Stored data
━━━

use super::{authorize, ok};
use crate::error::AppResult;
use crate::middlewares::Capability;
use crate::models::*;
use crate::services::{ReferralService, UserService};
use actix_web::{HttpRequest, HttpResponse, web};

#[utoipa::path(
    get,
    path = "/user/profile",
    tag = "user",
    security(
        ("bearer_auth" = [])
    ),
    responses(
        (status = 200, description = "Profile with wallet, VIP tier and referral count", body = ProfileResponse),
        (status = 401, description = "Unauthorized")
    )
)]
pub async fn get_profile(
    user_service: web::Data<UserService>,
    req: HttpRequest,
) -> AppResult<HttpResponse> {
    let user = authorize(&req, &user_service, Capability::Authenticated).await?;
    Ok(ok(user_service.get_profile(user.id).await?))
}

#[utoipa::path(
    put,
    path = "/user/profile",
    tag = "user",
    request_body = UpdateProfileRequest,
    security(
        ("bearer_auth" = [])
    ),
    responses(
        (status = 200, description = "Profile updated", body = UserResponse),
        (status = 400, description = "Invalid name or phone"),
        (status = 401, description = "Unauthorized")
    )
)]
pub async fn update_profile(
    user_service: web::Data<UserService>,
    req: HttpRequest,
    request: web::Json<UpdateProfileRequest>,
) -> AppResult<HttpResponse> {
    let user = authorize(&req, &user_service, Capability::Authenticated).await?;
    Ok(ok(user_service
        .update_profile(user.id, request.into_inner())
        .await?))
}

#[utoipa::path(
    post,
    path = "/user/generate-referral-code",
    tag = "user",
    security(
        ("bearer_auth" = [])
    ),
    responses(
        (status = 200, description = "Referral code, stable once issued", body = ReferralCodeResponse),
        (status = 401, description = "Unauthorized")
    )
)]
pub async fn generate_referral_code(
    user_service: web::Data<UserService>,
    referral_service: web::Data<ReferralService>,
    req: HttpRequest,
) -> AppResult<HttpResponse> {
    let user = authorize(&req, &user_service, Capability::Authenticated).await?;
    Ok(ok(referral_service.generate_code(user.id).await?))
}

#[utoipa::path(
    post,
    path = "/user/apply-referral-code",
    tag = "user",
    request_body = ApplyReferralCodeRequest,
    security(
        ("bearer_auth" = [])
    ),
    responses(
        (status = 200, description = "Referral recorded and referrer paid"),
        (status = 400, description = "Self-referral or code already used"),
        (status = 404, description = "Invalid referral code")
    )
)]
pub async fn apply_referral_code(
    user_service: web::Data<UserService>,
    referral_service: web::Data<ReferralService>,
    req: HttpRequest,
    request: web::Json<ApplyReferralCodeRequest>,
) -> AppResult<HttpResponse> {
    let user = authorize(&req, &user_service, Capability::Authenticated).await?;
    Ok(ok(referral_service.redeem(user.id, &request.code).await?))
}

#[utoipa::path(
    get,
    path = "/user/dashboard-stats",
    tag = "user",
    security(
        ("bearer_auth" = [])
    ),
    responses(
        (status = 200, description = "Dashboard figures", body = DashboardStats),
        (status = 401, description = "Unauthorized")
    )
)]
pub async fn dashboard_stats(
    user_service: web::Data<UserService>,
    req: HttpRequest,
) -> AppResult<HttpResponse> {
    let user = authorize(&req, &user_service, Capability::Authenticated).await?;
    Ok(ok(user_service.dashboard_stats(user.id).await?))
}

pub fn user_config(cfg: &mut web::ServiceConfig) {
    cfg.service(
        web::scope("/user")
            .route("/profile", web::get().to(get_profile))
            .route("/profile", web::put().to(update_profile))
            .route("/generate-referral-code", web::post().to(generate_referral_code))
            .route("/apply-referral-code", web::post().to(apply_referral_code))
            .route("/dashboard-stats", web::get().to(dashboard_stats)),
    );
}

━━━

What you will do: All of the records above are to be repeated exactly.

Exercise output:
use super::{authorize, ok};
use crate::error::AppResult;
use crate::middlewares::Capability;
use crate::models::*;
use crate::services::{ReferralService, UserService};
use actix_web::{HttpRequest, HttpResponse, web};

#[utoipa::path(
    get,
    path = "/user/profile",
    tag = "user",
    security(
        ("bearer_auth" = [])
    ),
    responses(
        (status = 200, description = "Profile with wallet, VIP tier and referral count", body = ProfileResponse),
        (status = 401, description = "Unauthorized")
    )
)]
pub async fn get_profile(
    user_service: web::Data<UserService>,
    req: HttpRequest,
) -> AppResult<HttpResponse> {
    let user = authorize(&req, &user_service, Capability::Authenticated).await?;
    Ok(ok(user_service.get_profile(user.id).await?))
}

#[utoipa::path(
    put,
    path = "/user/profile",
    tag = "user",
    request_body = UpdateProfileRequest,
    security(
        ("bearer_auth" = [])
    ),
    responses(
        (status = 200, description = "Profile updated", body = UserResponse),
        (status = 400, description = "Invalid name or phone"),
        (status = 401, description = "Unauthorized")
    )
)]
pub async fn update_profile(
    user_service: web::Data<UserService>,
    req: HttpRequest,
    request: web::Json<UpdateProfileRequest>,
) -> AppResult<HttpResponse> {
    let user = authorize(&req, &user_service, Capability::Authenticated).await?;
    Ok(ok(user_service
        .update_profile(user.id, request.into_inner())
        .await?))
}

#[utoipa::path(
    post,
    path = "/user/generate-referral-code",
    tag = "user",
    security(
        ("bearer_auth" = [])
    ),
    responses(
        (status = 200, description = "Referral code, stable once issued", body = ReferralCodeResponse),
        (status = 401, description = "Unauthorized")
    )
)]
pub async fn generate_referral_code(
    user_service: web::Data<UserService>,
    referral_service: web::Data<ReferralService>,
    req: HttpRequest,
) -> AppResult<HttpResponse> {
    let user = authorize(&req, &user_service, Capability::Authenticated).await?;
    Ok(ok(referral_service.generate_code(user.id).await?))
}

#[utoipa::path(
    post,
    path = "/user/apply-referral-code",
    tag = "user",
    request_body = ApplyReferralCodeRequest,
    security(
        ("bearer_auth" = [])
    ),
    responses(
        (status = 200, description = "Referral recorded and referrer paid"),
        (status = 400, description = "Self-referral or code already used"),
        (status = 404, description = "Invalid referral code")
    )
)]
pub async fn apply_referral_code(
    user_service: web::Data<UserService>,
    referral_service: web::Data<ReferralService>,
    req: HttpRequest,
    request: web::Json<ApplyReferralCodeRequest>,
) -> AppResult<HttpResponse> {
    let user = authorize(&req, &user_service, Capability::Authenticated).await?;
    Ok(ok(referral_service.redeem(user.id, &request.code).await?))
}

#[utoipa::path(
    get,
    path = "/user/dashboard-stats",
    tag = "user",
    security(
        ("bearer_auth" = [])
    ),
    responses(
        (status = 200, description = "Dashboard figures", body = DashboardStats),
        (status = 401, description = "Unauthorized")
    )
)]
pub async fn dashboard_stats(
    user_service: web::Data<UserService>,
    req: HttpRequest,
) -> AppResult<HttpResponse> {
    let user = authorize(&req, &user_service, Capability::Authenticated).await?;
    Ok(ok(user_service.dashboard_stats(user.id).await?))
}

pub fn user_config(cfg: &mut web::ServiceConfig) {
    cfg.service(
        web::scope("/user")
            .route("/profile", web::get().to(get_profile))
            .route("/profile", web::put().to(update_profile))
            .route("/generate-referral-code", web::post().to(generate_referral_code))
            .route("/apply-referral-code", web::post().to(apply_referral_code))
            .route("/dashboard-stats", web::get().to(dashboard_stats)),
    );
}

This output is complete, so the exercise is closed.